Plasma NO concentration was determined based on the method previously reported (Moshage, Kok, Huizenga, & Jansen, 1995). Appropriate diluted plasma (100 μL) was placed in an Eppendorf tube, to which zinc sulfate solution (50 μL, 75 mM) was added. The mixture was centrifuged at 5000 g for 10 min to collect supernatants. Thereafter, supernatant (100 μL) was placed in 96-well plate, followed by the addition of 100 μL of vanadium (III) chloride and 100 μL of Griess reagent (2% sulfanilamide in 3 mol/L HCl and 0.1% N-1-napthylethylenediamine dihydrochloride in distilled water). The plate was incubated at 37 °C for 20 min and the absorbance at 540 nm was measured using a microplate reader (μQuant MQX200, BioTek, VT, USA).

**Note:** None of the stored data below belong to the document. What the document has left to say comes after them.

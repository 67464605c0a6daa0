// Suite/test/node lifecycle manager.
//
// All state mutations are serialized through one coarse mutex. The lock is
// never held across backend I/O: every mutating operation checks
// preconditions and reserves state under the lock, performs backend work
// unlocked, then reacquires the lock to commit or roll back.

use bytes::Bytes;
use chrono::Utc;
use futures_util::StreamExt;
use std::collections::HashMap;
use std::net::IpAddr;
use std::path::PathBuf;
use std::sync::{Arc, Mutex, Weak};
use std::time::Duration;
use tokio::io::AsyncWriteExt;
use tokio::task::JoinHandle;

use crate::container::{ContainerBackend, ContainerOptions, ExecOutput, FileMount};
use crate::results::{self, SuiteReport};
use crate::types::{
    ClientDefinition, NetworkHandle, NodeInfo, NodeStatus, Suite, SuiteID, SuiteStatus, TestCase,
    TestID, TestResult, TestStatus,
};

/// Network name reserved for the runtime default bridge.
pub const BRIDGE_NETWORK: &str = "bridge";
/// Container id reserved for the simulator of the enclosing run.
pub const SIMULATION_CONTAINER: &str = "simulation";

/// Result recorded for tests still open when their suite goes away.
const ABANDONED_TEST_DETAILS: &str = "suite ended with open test";

const LOG_FLUSH_TIMEOUT: Duration = Duration::from_secs(5);

#[derive(Debug, thiserror::Error)]
pub enum HiveError {
    #[error("no such test suite")]
    NoSuchSuite,
    #[error("no such test case")]
    NoSuchTest,
    #[error("no such node")]
    NoSuchNode,
    #[error("no such network")]
    NoSuchNetwork,
    #[error("missing CLIENT parameter in client start request")]
    MissingClientType,
    #[error("unknown client type {0:?}")]
    UnknownClientType(String),
    #[error("network name {0:?} is reserved")]
    ReservedNetworkName(String),
    #[error("network {0:?} already exists")]
    DuplicateNetwork(String),
    #[error("no simulator container is active")]
    NoSimulator,
    #[error("enode script failed: {0}")]
    EnodeFailure(String),
    #[error(transparent)]
    Backend(#[from] crate::container::BackendError),
    #[error("cannot write result file: {0}")]
    Io(#[from] std::io::Error),
}

struct ManagerState {
    next_suite_id: SuiteID,
    next_test_id: TestID,
    suites: HashMap<SuiteID, Suite>,
    simulator: Option<String>,
}

pub struct TestManager {
    weak: Weak<TestManager>,
    backend: Arc<dyn ContainerBackend>,
    clients: HashMap<String, ClientDefinition>,
    results_root: PathBuf,
    suite_timeout: Option<Duration>,
    instance: String,
    state: Mutex<ManagerState>,
}
use chrono::{DateTime, Utc};
use serde::{Deserialize, Serialize};
use std::collections::{BTreeMap, HashMap, HashSet};
use std::net::IpAddr;
use std::path::PathBuf;

pub type SuiteID = u64;
pub type TestID = u64;

/// A buildable client discovered under the clients directory. Immutable
/// after registry construction.
#[derive(Debug, Clone, Serialize, Deserialize)]
pub struct ClientDefinition {
    pub name: String,
    pub version: String,
    pub image: String,
    pub meta: ClientMetadata,
}

/// Contents of the optional `hive.yaml` next to a client's Dockerfile.
#[derive(Debug, Clone, Serialize, Deserialize)]
pub struct ClientMetadata {
    #[serde(default = "default_roles")]
    pub roles: Vec<String>,
}

impl Default for ClientMetadata {
    fn default() -> Self {
        Self { roles: default_roles() }
    }
}

fn default_roles() -> Vec<String> {
    vec!["eth1".to_string()]
}

/// A simulator image built from the simulators directory.
#[derive(Debug, Clone)]
pub struct SimulatorDefinition {
    pub name: String,
    pub image: String,
}

#[derive(Debug, Clone, PartialEq, Serialize, Deserialize)]
pub struct TestResult {
    pub pass: bool,
    pub details: String,
}

#[derive(Debug, Clone, Copy, PartialEq)]
pub enum SuiteStatus {
    Open,
    Closing,
    Written,
}

#[derive(Debug, Clone, Copy, PartialEq)]
pub enum TestStatus {
    Open,
    Closed,
}

#[derive(Debug, Clone, Copy, PartialEq)]
pub enum NodeStatus {
    Running,
    Stopping,
    Gone,
}

/// One execution of a simulator. Owns its tests and virtual networks; both
/// are torn down when the suite ends, whatever their individual state.
#[derive(Debug)]
pub struct Suite {
    pub id: SuiteID,
    pub name: String,
    pub description: String,
    pub sim_log: String,
    pub started: DateTime<Utc>,
    pub ended: Option<DateTime<Utc>>,
    pub status: SuiteStatus,
    /// Ordered by test id, which is allocation order.
    pub tests: BTreeMap<TestID, TestCase>,
    /// Suite-local network name to handle.
    pub networks: HashMap<String, NetworkHandle>,
    pub watchdog: Option<tokio::task::JoinHandle<()>>,
}

#[derive(Debug)]
pub struct TestCase {
    pub id: TestID,
    pub name: String,
    pub description: String,
    pub started: DateTime<Utc>,
    pub ended: Option<DateTime<Utc>>,
    pub status: TestStatus,
    pub result: Option<TestResult>,
    /// Container id to node record. Gone nodes stay here for log references.
    pub nodes: HashMap<String, NodeInfo>,
}

/// A running client container scoped to one test.
#[derive(Debug)]
pub struct NodeInfo {
    pub id: String,
    pub client_type: String,
    pub version: String,
    /// Address on the default bridge network.
    pub ip: IpAddr,
    /// Parameters the client was launched with, as handed over by the
    /// simulator.
    pub env: HashMap<String, String>,
    /// Paths of the files written into the container before start.
    pub mounts: Vec<String>,
    pub log_file: PathBuf,
    pub status: NodeStatus,
    pub log_task: Option<tokio::task::JoinHandle<()>>,
}

/// A user-defined network created on the backend for the duration of a
/// suite. Members are referenced by container id, not by owning pointer.
#[derive(Debug)]
pub struct NetworkHandle {
    pub backend_name: String,
    pub members: HashSet<String>,
}
use reqwest::StatusCode;
use serde_json::Value;
use thiserror::Error as ThisError;

use crate::types::json::{is_truthy, message_field};

const UNKNOWN_ERROR: &str = "Unknown error";

#[derive(Debug, Clone, Copy, PartialEq, Eq)]
pub enum ApiErrorKind {
    /// Non-2xx response.
    Http,
    /// 2xx response whose body carried a falsy `success` flag.
    Application,
}

/// A failed API call: message, status and whatever body came back.
#[derive(Debug, Clone, ThisError)]
#[error("{message}")]
pub struct ApiError {
    pub kind: ApiErrorKind,
    pub message: String,
    pub status: StatusCode,
    pub data: Option<Value>,
}

impl ApiError {
    /// Normalize a non-2xx response body.
    ///
    /// The message comes from the JSON `error` field, then `message`, then
    /// the raw text when the body is not JSON, then the status line.
    pub fn from_failure(status: StatusCode, body: &[u8]) -> Self {
        let status_line = format!(
            "Request failed {} {}",
            status.as_u16(),
            status.canonical_reason().unwrap_or("")
        )
        .trim_end()
        .to_string();

        let (message, data) = match serde_json::from_slice::<Value>(body) {
            Ok(json) => {
                let message = message_field(&json, "error")
                    .or_else(|| message_field(&json, "message"))
                    .unwrap_or(status_line);
                (message, Some(json))
            }
            Err(_) => {
                let text = String::from_utf8_lossy(body);
                let message = if text.is_empty() {
                    status_line
                } else {
                    text.into_owned()
                };
                (message, None)
            }
        };

        Self {
            kind: ApiErrorKind::Http,
            message,
            status,
            data,
        }
    }

    /// Reject a 2xx body that reports `success` as falsy.
    pub fn check_success(status: StatusCode, body: &Value) -> Result<(), Self> {
        let Some(flag) = body.as_object().and_then(|o| o.get("success")) else {
            return Ok(());
        };
        if is_truthy(flag) {
            return Ok(());
        }
        Err(Self {
            kind: ApiErrorKind::Application,
            message: message_field(body, "error").unwrap_or_else(|| UNKNOWN_ERROR.to_string()),
            status,
            data: Some(body.clone()),
        })
    }
}

#[derive(Debug, ThisError)]
pub enum ClientError {
    #[error(transparent)]
    Api(#[from] ApiError),

    #[error("HTTP request error: {0}")]
    Reqwest(#[from] reqwest::Error),

    #[error("JSON error: {0}")]
    Json(#[from] serde_json::Error),

    #[error("URL parse error: {0}")]
    UrlParse(#[from] url::ParseError),

    #[error("base URL cannot be a base: {0}")]
    InvalidBaseUrl(String),

    #[error("I/O error: {0}")]
    Io(#[from] std::io::Error),
}

impl ClientError {
    /// Status of the failed call, when the server answered at all.
    pub fn status(&self) -> Option<StatusCode> {
        match self {
            ClientError::Api(e) => Some(e.status),
            ClientError::Reqwest(e) => e.status(),
            _ => None,
        }
    }
}

#[cfg(test)]
mod tests {
    use super::*;
    use serde_json::json;

    #[test]
    fn json_error_field_wins() {
        let err = ApiError::from_failure(
            StatusCode::BAD_REQUEST,
            br#"{"error":"slot taken","message":"ignored"}"#,
        );
        assert_eq!(err.kind, ApiErrorKind::Http);
        assert_eq!(err.status, StatusCode::BAD_REQUEST);
        assert_eq!(err.message, "slot taken");
        assert_eq!(err.data, Some(json!({ "error": "slot taken", "message": "ignored" })));
    }

    #[test]
    fn json_message_field_is_second_choice() {
        let err = ApiError::from_failure(StatusCode::NOT_FOUND, br#"{"message":"no patient"}"#);
        assert_eq!(err.message, "no patient");
    }

    #[test]
    fn json_without_message_uses_status_line() {
        let err = ApiError::from_failure(StatusCode::FORBIDDEN, br#"{"code":42}"#);
        assert_eq!(err.message, "Request failed 403 Forbidden");
        assert_eq!(err.data, Some(json!({ "code": 42 })));
    }

    #[test]
    fn plain_text_body_becomes_message() {
        let err = ApiError::from_failure(StatusCode::BAD_GATEWAY, b"gateway exploded");
        assert_eq!(err.message, "gateway exploded");
        assert_eq!(err.data, None);
    }

    #[test]
    fn empty_body_uses_status_line() {
        let err = ApiError::from_failure(StatusCode::INTERNAL_SERVER_ERROR, b"");
        assert_eq!(err.message, "Request failed 500 Internal Server Error");
    }

    #[test]
    fn success_false_is_rejected() {
        let body = json!({ "success": false, "error": "quota exceeded" });
        let err = ApiError::check_success(StatusCode::OK, &body).unwrap_err();
        assert_eq!(err.kind, ApiErrorKind::Application);
        assert_eq!(err.message, "quota exceeded");
        assert_eq!(err.status, StatusCode::OK);

        let err = ApiError::check_success(StatusCode::OK, &json!({ "success": 0 })).unwrap_err();
        assert_eq!(err.message, "Unknown error");
    }

    #[test]
    fn bodies_without_falsy_success_pass() {
        for body in [
            json!({ "success": true, "data": [] }),
            json!({ "data": [] }),
            json!([{ "success": false }]),
        ] {
            assert!(ApiError::check_success(StatusCode::OK, &body).is_ok());
        }
    }
}
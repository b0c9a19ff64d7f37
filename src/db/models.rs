use serde::{Deserialize, Serialize};
use sqlx::FromRow;
use thiserror::Error as ThisError;

pub const DEFAULT_LEAD_PRIORITY: &str = "Medium";
pub const DEFAULT_LEAD_STATUS: &str = "new";

/// Insert payload rejected before it reaches the database.
#[derive(Debug, Clone, PartialEq, Eq, ThisError)]
#[error("missing required field(s): {}", .missing.join(", "))]
pub struct ValidationError {
    pub missing: Vec<&'static str>,
}

/// Collects the names of absent required fields.
#[derive(Default)]
struct Required {
    missing: Vec<&'static str>,
}

impl Required {
    fn take(&mut self, name: &'static str, value: Option<String>) -> String {
        value.unwrap_or_else(|| {
            self.missing.push(name);
            String::new()
        })
    }

    fn finish<T>(self, value: T) -> Result<T, ValidationError> {
        if self.missing.is_empty() {
            Ok(value)
        } else {
            Err(ValidationError {
                missing: self.missing,
            })
        }
    }
}

#[derive(Debug, Clone, Serialize, Deserialize, PartialEq, FromRow)]
pub struct User {
    pub id: String,
    pub username: String,
    #[serde(skip_serializing)]
    pub password: String,
}

/// Raw user insert body, as received.
#[derive(Debug, Clone, Default, Deserialize)]
#[serde(default)]
pub struct UserInsert {
    pub username: Option<String>,
    pub password: Option<String>,
}

#[derive(Debug, Clone, PartialEq)]
pub struct NewUser {
    pub username: String,
    pub password: String,
}

impl UserInsert {
    pub fn validate(self) -> Result<NewUser, ValidationError> {
        let mut req = Required::default();
        let username = req.take("username", self.username);
        let password = req.take("password", self.password);
        req.finish(NewUser { username, password })
    }
}

#[derive(Debug, Clone, Serialize, Deserialize, PartialEq, FromRow)]
pub struct Lead {
    pub lead_id: String,
    pub first_name: String,
    pub last_name: Option<String>,
    pub email: String,
    pub phone: String,
    pub age: Option<i64>,
    pub source: Option<String>,
    pub campaign: Option<String>,
    pub utm_source: Option<String>,
    pub utm_medium: Option<String>,
    pub utm_campaign: Option<String>,
    pub inquiry_type: Option<String>,
    pub priority: String,
    pub status: String,
    pub assigned_to: Option<String>,
    pub clinic_id: Option<String>,
    pub notes: Option<String>,
    pub last_contact_date: Option<String>,
    pub next_follow_up_date: Option<String>,
    pub converted_date: Option<String>,
    pub created_at: String,
    pub updated_at: String,
}

/// Raw lead insert body, as received.
#[derive(Debug, Clone, Default, Deserialize)]
#[serde(default)]
pub struct LeadInsert {
    pub lead_id: Option<String>,
    pub first_name: Option<String>,
    pub last_name: Option<String>,
    pub email: Option<String>,
    pub phone: Option<String>,
    pub age: Option<i64>,
    pub source: Option<String>,
    pub campaign: Option<String>,
    pub utm_source: Option<String>,
    pub utm_medium: Option<String>,
    pub utm_campaign: Option<String>,
    pub inquiry_type: Option<String>,
    pub priority: Option<String>,
    pub status: Option<String>,
    pub assigned_to: Option<String>,
    pub clinic_id: Option<String>,
    pub notes: Option<String>,
    pub last_contact_date: Option<String>,
    pub next_follow_up_date: Option<String>,
    pub converted_date: Option<String>,
    pub created_at: Option<String>,
    pub updated_at: Option<String>,
}

/// A lead that passed insert validation. Timestamps left `None` are stamped
/// by storage.
#[derive(Debug, Clone, PartialEq)]
pub struct NewLead {
    pub lead_id: String,
    pub first_name: String,
    pub last_name: Option<String>,
    pub email: String,
    pub phone: String,
    pub age: Option<i64>,
    pub source: Option<String>,
    pub campaign: Option<String>,
    pub utm_source: Option<String>,
    pub utm_medium: Option<String>,
    pub utm_campaign: Option<String>,
    pub inquiry_type: Option<String>,
    pub priority: String,
    pub status: String,
    pub assigned_to: Option<String>,
    pub clinic_id: Option<String>,
    pub notes: Option<String>,
    pub last_contact_date: Option<String>,
    pub next_follow_up_date: Option<String>,
    pub converted_date: Option<String>,
    pub created_at: Option<String>,
    pub updated_at: Option<String>,
}

impl LeadInsert {
    pub fn validate(self) -> Result<NewLead, ValidationError> {
        let mut req = Required::default();
        let lead_id = req.take("lead_id", self.lead_id);
        let first_name = req.take("first_name", self.first_name);
        let email = req.take("email", self.email);
        let phone = req.take("phone", self.phone);
        req.finish(NewLead {
            lead_id,
            first_name,
            last_name: self.last_name,
            email,
            phone,
            age: self.age,
            source: self.source,
            campaign: self.campaign,
            utm_source: self.utm_source,
            utm_medium: self.utm_medium,
            utm_campaign: self.utm_campaign,
            inquiry_type: self.inquiry_type,
            priority: self
                .priority
                .unwrap_or_else(|| DEFAULT_LEAD_PRIORITY.to_string()),
            status: self.status.unwrap_or_else(|| DEFAULT_LEAD_STATUS.to_string()),
            assigned_to: self.assigned_to,
            clinic_id: self.clinic_id,
            notes: self.notes,
            last_contact_date: self.last_contact_date,
            next_follow_up_date: self.next_follow_up_date,
            converted_date: self.converted_date,
            created_at: self.created_at,
            updated_at: self.updated_at,
        })
    }
}

/// Partial lead update. Absent fields keep their stored value; `lead_id` and
/// `created_at` are not patchable.
#[derive(Debug, Clone, Default, Deserialize)]
#[serde(default)]
pub struct LeadPatch {
    pub first_name: Option<String>,
    pub last_name: Option<String>,
    pub email: Option<String>,
    pub phone: Option<String>,
    pub age: Option<i64>,
    pub source: Option<String>,
    pub campaign: Option<String>,
    pub utm_source: Option<String>,
    pub utm_medium: Option<String>,
    pub utm_campaign: Option<String>,
    pub inquiry_type: Option<String>,
    pub priority: Option<String>,
    pub status: Option<String>,
    pub assigned_to: Option<String>,
    pub clinic_id: Option<String>,
    pub notes: Option<String>,
    pub last_contact_date: Option<String>,
    pub next_follow_up_date: Option<String>,
    pub converted_date: Option<String>,
}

2.13. Determination of plasma SOD activity

Plasma SOD activity was determined by a commercial SOD assay kit (19160-1KT-F, Sigma). Plasma (20 μL) was well mixed with assay solution (200 μL) and enzyme (20 μL). After twenty minutes later, the absorbance at 450 nm was measured using a microplate reader (μQuant MQX200, BioTek).

2.14. Measurement of plasma malondialdehyde (MDA)

MDA level in plasma was measured according to the method described by Tong et al. (Tong, Ko, Kim, Ham, & Kang, 2015). Briefly, plasma (100 μL) was mixed with 20% trichloroacetic acid (500 μL) and 0.6 % thiobarbituric acid (1 mL). The mixture was then heated for 20 min in boiling water. Thereafter, n-butanol (800 μL) was added and the mixture was centrifuged at 6000 g for 10 min. The supernatant (100 μL) was transferred into a new 96-well plate and the absorbance was recorded at 532 nm.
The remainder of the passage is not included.